I have my days where I begin to worry if this is the semester that it won’t work out, but then I remember the biographies I have read and the amazing ways God provides for the people He calls. It would be far easier if I could get a job with a regular wage, but it’s not available to me.

So far God has provided everything I have needed for the first two years at Multnomah, and amount that comes to over $50,000! When I look back and see the amazing ways He has worked so far, why do I ever fear that this could be the semester it doesn’t work out?! I sometimes feel like I’m in the scene from the movie Cliffhanger, where Sarah is hanging from Gabe’s hand over a massive drop. But there is a MAJOR difference. My hand won’t be slipping out of any glove! God has me held securely, and every moment I spend dangling tests and grows my faith.

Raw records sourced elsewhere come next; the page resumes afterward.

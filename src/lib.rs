//! This crate exposes classic tree structures and the algorithms that go with them,
//! mostly for educational purposes.
//!
//! ## Binary trees
//!
//! A binary tree is built out of [`BinaryNode`][node::BinaryNode]s, each of which owns up to two
//! children. The free functions in [`binary_tree`] compute structural properties (size, height,
//! balance, diameter), walk the tree in pre-, in-, post- and level order, enumerate root-to-leaf
//! paths and find lowest common ancestors. Trees can be read from and written to the usual
//! breadth-first "slot list" where `None` marks a missing child.
//!
//! ## Binary Search Tree
//!
//! [`Bst`][bst::Bst] keeps values in a binary tree such that:
//!
//! 1. For every `Node` in a BST, all the `Node`s in its left subtree have a
//!    value less than its own value.
//! 2. For every `Node` in a BST, all the `Node`s in its right subtree have a
//!    value greater than its own value.
//!
//! Searching then takes `O(height)`. This tree does not rebalance itself, so its height depends
//! entirely on insertion order.
//!
//! ## Trie
//!
//! [`Trie`][trie::Trie] stores words symbol by symbol so that words sharing a prefix share the
//! nodes for it. Deleting a word prunes exactly the nodes no other word needs.
//!
//! ## Segment tree
//!
//! [`SegmentTree`][segment_tree::SegmentTree] keeps partial sums of a fixed-length array in a
//! flat, heap-ordered array for `O(lg N)` point updates and range sums.
//!
//! ## N-ary trees
//!
//! [`nary`] walks trees of [`NaryNode`][node::NaryNode]s with any number of ordered children.
//!
//! None of these structures synchronize internally. Share them across threads behind a lock.

#![deny(missing_docs, clippy::clone_on_ref_ptr)]

pub mod binary_tree;
pub mod bst;
pub mod error;
pub mod nary;
pub mod node;
pub mod segment_tree;
pub mod trie;

mod util;


pub use error::{Result, TreeError};
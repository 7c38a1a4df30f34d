//! Owned node types shared by the linked trees in this crate.
//!
//! Every node is owned by exactly one parent (or by the structure holding the root). There are
//! no parent pointers; algorithms that need ancestor context carry it themselves.

/// An optional, exclusively owned child. `None` is the empty subtree.
pub type Link<T> = Option<Box<BinaryNode<T>>>;

/// A node of a binary tree. It owns both of its children.
#[derive(Debug, Clone, PartialEq, Eq)]
#[cfg_attr(feature = "serde", derive(serde::Serialize, serde::Deserialize))]
pub struct BinaryNode<T> {
    /// The value stored at this node.
    pub value: T,
    /// The left subtree.
    pub left: Link<T>,
    /// The right subtree.
    pub right: Link<T>,
}

impl<T> BinaryNode<T> {
    /// Construct a node with no children.
    pub fn new(value: T) -> Self {
        Self {
            value,
            left: None,
            right: None,
        }
    }

    /// Construct a node owning the given subtrees.
    ///
    /// # Examples
    ///
    /// ```
    /// use arbor::node::BinaryNode;
    ///
    /// let node = BinaryNode::with_children(
    ///     2,
    ///     Some(Box::new(BinaryNode::new(1))),
    ///     Some(Box::new(BinaryNode::new(3))),
    /// );
    ///
    /// assert_eq!(node.left().map(|n| n.value), Some(1));
    /// assert!(!node.is_leaf());
    /// ```
    pub fn with_children(value: T, left: Link<T>, right: Link<T>) -> Self {
        Self { value, left, right }
    }

    /// Wraps this node into a [`Link`].
    pub fn into_link(self) -> Link<T> {
        Some(Box::new(self))
    }

    /// A node with no children.
    pub fn is_leaf(&self) -> bool {
        self.left.is_none() && self.right.is_none()
    }

    /// Borrows the left child, if any.
    pub fn left(&self) -> Option<&Self> {
        self.left.as_deref()
    }

    /// Borrows the right child, if any.
    pub fn right(&self) -> Option<&Self> {
        self.right.as_deref()
    }
}

/// A node of a general tree. Children are visited in the order they are stored.
#[derive(Debug, Clone, PartialEq, Eq)]
#[cfg_attr(feature = "serde", derive(serde::Serialize, serde::Deserialize))]
pub struct NaryNode<T> {
    /// The value stored at this node.
    pub value: T,
    /// Owned children, in traversal order.
    pub children: Vec<NaryNode<T>>,
}

impl<T> NaryNode<T> {
    /// Construct a node owning `children`.
    pub fn new(value: T, children: Vec<NaryNode<T>>) -> Self {
        Self { value, children }
    }

    /// Construct a node with no children.
    pub fn leaf(value: T) -> Self {
        Self::new(value, Vec::new())
    }
}
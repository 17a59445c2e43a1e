//! Bounded linear backoff for relay reconnects
//!
//! Attempt `n` waits `base_delay * n`. After `max_attempts` consecutive
//! failures the client gives up. Any successful open resets the count.

use std::time::Duration;

#[derive(Debug, Clone, Copy, PartialEq, Eq)]
pub struct BackoffPolicy {
    pub base_delay: Duration,
    pub max_attempts: u32,
    /// Upper bound on one connect attempt, TCP and WebSocket handshake included
    pub connect_timeout: Duration,
}

impl Default for BackoffPolicy {
    fn default() -> Self {
        Self {
            base_delay: Duration::from_secs(2),
            max_attempts: 5,
            connect_timeout: Duration::from_secs(10),
        }
    }
}

impl BackoffPolicy {
    /// Delay before the 1-indexed attempt `attempt`
    pub fn delay_for(&self, attempt: u32) -> Duration {
        self.base_delay.saturating_mul(attempt)
    }
}

#[derive(Debug, Clone, Copy, PartialEq, Eq)]
pub enum ReconnectDecision {
    Retry { attempt: u32, delay: Duration },
    GiveUp,
}

#[derive(Debug, Clone)]
pub struct ReconnectState {
    policy: BackoffPolicy,
    attempts: u32,
}

impl ReconnectState {
    pub fn new(policy: BackoffPolicy) -> Self {
        Self { policy, attempts: 0 }
    }

    pub fn policy(&self) -> BackoffPolicy {
        self.policy
    }

    pub fn attempts(&self) -> u32 {
        self.attempts
    }

    pub fn on_open(&mut self) {
        self.attempts = 0;
    }

    /// Connection closed or failed to open: decide what happens next
    pub fn on_close(&mut self) -> ReconnectDecision {
        if self.attempts >= self.policy.max_attempts {
            return ReconnectDecision::GiveUp;
        }
        self.attempts += 1;
        ReconnectDecision::Retry {
            attempt: self.attempts,
            delay: self.policy.delay_for(self.attempts),
        }
    }
}
//! Relay WebSocket endpoint and the small HTTP surface around it

use crate::domain::signaling::Envelope;
use crate::infrastructure::relay::{ConnectionHandle, ConnectionRegistry, RelayRouter};
use axum::{
    extract::{
        ws::{Message, WebSocket, WebSocketUpgrade},
        State,
    },
    http::StatusCode,
    response::{IntoResponse, Response},
    Json,
};
use futures::{sink::SinkExt, stream::StreamExt};
use serde::Serialize;
use std::sync::Arc;
use std::time::{Duration, Instant};
use tokio::task::JoinHandle;
use tracing::{debug, error, info, warn};

/// Shared state for the relay routes
#[derive(Clone)]
pub struct RelayState {
    pub router: Arc<RelayRouter>,
    pub started_at: Instant,
    pub outbound_queue: usize,
}

impl RelayState {
    pub fn new(router: Arc<RelayRouter>, outbound_queue: usize) -> Self {
        Self {
            router,
            started_at: Instant::now(),
            outbound_queue,
        }
    }
}

#[derive(Debug, Serialize)]
pub struct HealthResponse {
    pub status: &'static str,
    pub clients: usize,
    pub uptime: f64,
    pub timestamp: String,
}

pub async fn health_check(State(state): State<RelayState>) -> Json<HealthResponse> {
    Json(HealthResponse {
        status: "ok",
        clients: state.router.registry().len().await,
        uptime: state.started_at.elapsed().as_secs_f64(),
        timestamp: chrono::Utc::now().to_rfc3339(),
    })
}

pub async fn not_found() -> Response {
    (
        StatusCode::NOT_FOUND,
        "WebSocket Signaling Server - Use WebSocket connection",
    )
        .into_response()
}

/// WebSocket upgrade handler
pub async fn signaling_handler(ws: WebSocketUpgrade, State(state): State<RelayState>) -> Response {
    ws.on_upgrade(move |socket| handle_socket(socket, state))
}

async fn handle_socket(socket: WebSocket, state: RelayState) {
    let (handle, mut outbound) = ConnectionHandle::channel(state.outbound_queue);
    let connection_id = handle.id();
    info!("New client connected: {}", connection_id);

    let (mut sender, mut receiver) = socket.split();

    handle.deliver(Envelope::Connected {
        message: "Connected to signaling server".to_string(),
    });

    // Task to write queued envelopes to this connection
    let send_task = tokio::spawn(async move {
        while let Some(envelope) = outbound.recv().await {
            let json = match envelope.to_json() {
                Ok(j) => j,
                Err(e) => {
                    error!("Failed to serialize {}: {}", envelope.kind(), e);
                    continue;
                }
            };

            if sender.send(Message::Text(json)).await.is_err() {
                break;
            }
        }
    });

    // Task to route frames read from this connection
    let router = state.router.clone();
    let recv_handle = handle.clone();
    let recv_task = tokio::spawn(async move {
        while let Some(result) = receiver.next().await {
            let outcome = match result {
                Ok(Message::Text(text)) => router.handle_frame(&recv_handle, &text).await,
                Ok(Message::Binary(data)) => {
                    let text = String::from_utf8_lossy(&data);
                    router.handle_frame(&recv_handle, &text).await
                }
                Ok(Message::Close(_)) => {
                    debug!("Close frame from {}", connection_id);
                    break;
                }
                Ok(Message::Ping(_)) | Ok(Message::Pong(_)) => continue,
                Err(e) => {
                    warn!("WebSocket error on {}: {}", connection_id, e);
                    break;
                }
            };
            debug!("Connection {}: {:?}", connection_id, outcome);
        }
    });

    // Wait for either task to finish
    let mut send_task = send_task;
    let mut recv_task = recv_task;
    tokio::select! {
        _ = &mut send_task => {
            debug!("Send task finished for {}", connection_id);
            recv_task.abort();
        }
        _ = &mut recv_task => {
            debug!("Receive task finished for {}", connection_id);
            send_task.abort();
        }
    }

    let removed = state.router.disconnect(&handle).await;
    if removed.is_empty() {
        info!("Client disconnected: {} (never registered)", connection_id);
    }
    for identifier in removed {
        info!("Client disconnected: {}", identifier);
    }
}

/// Log the registry contents on a fixed interval; a zero interval disables it
pub fn spawn_stats_task(
    registry: Arc<ConnectionRegistry>,
    every: Duration,
) -> Option<JoinHandle<()>> {
    if every.is_zero() {
        return None;
    }
    Some(tokio::spawn(async move {
        let mut ticker = tokio::time::interval_at(tokio::time::Instant::now() + every, every);
        loop {
            ticker.tick().await;
            let identifiers = registry.identifiers().await;
            info!(
                "Connected clients: {} [{}]",
                identifiers.len(),
                identifiers
                    .iter()
                    .map(|id| id.as_str())
                    .collect::<Vec<_>>()
                    .join(", ")
            );
        }
    }))
}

I praise God for the way He has provided for me. I rejoice in people’s willingness to come alongside me and support me. I give Him thanks for text messages like this one which demonstrate people’s obedience to Him in supporting His work.

I’m leaving the country on Wednesday with less money in the bank than I had hoped, but strangely I’m filled with excitement. I know God will provide, and so I will do my part and trust in His perfect promises.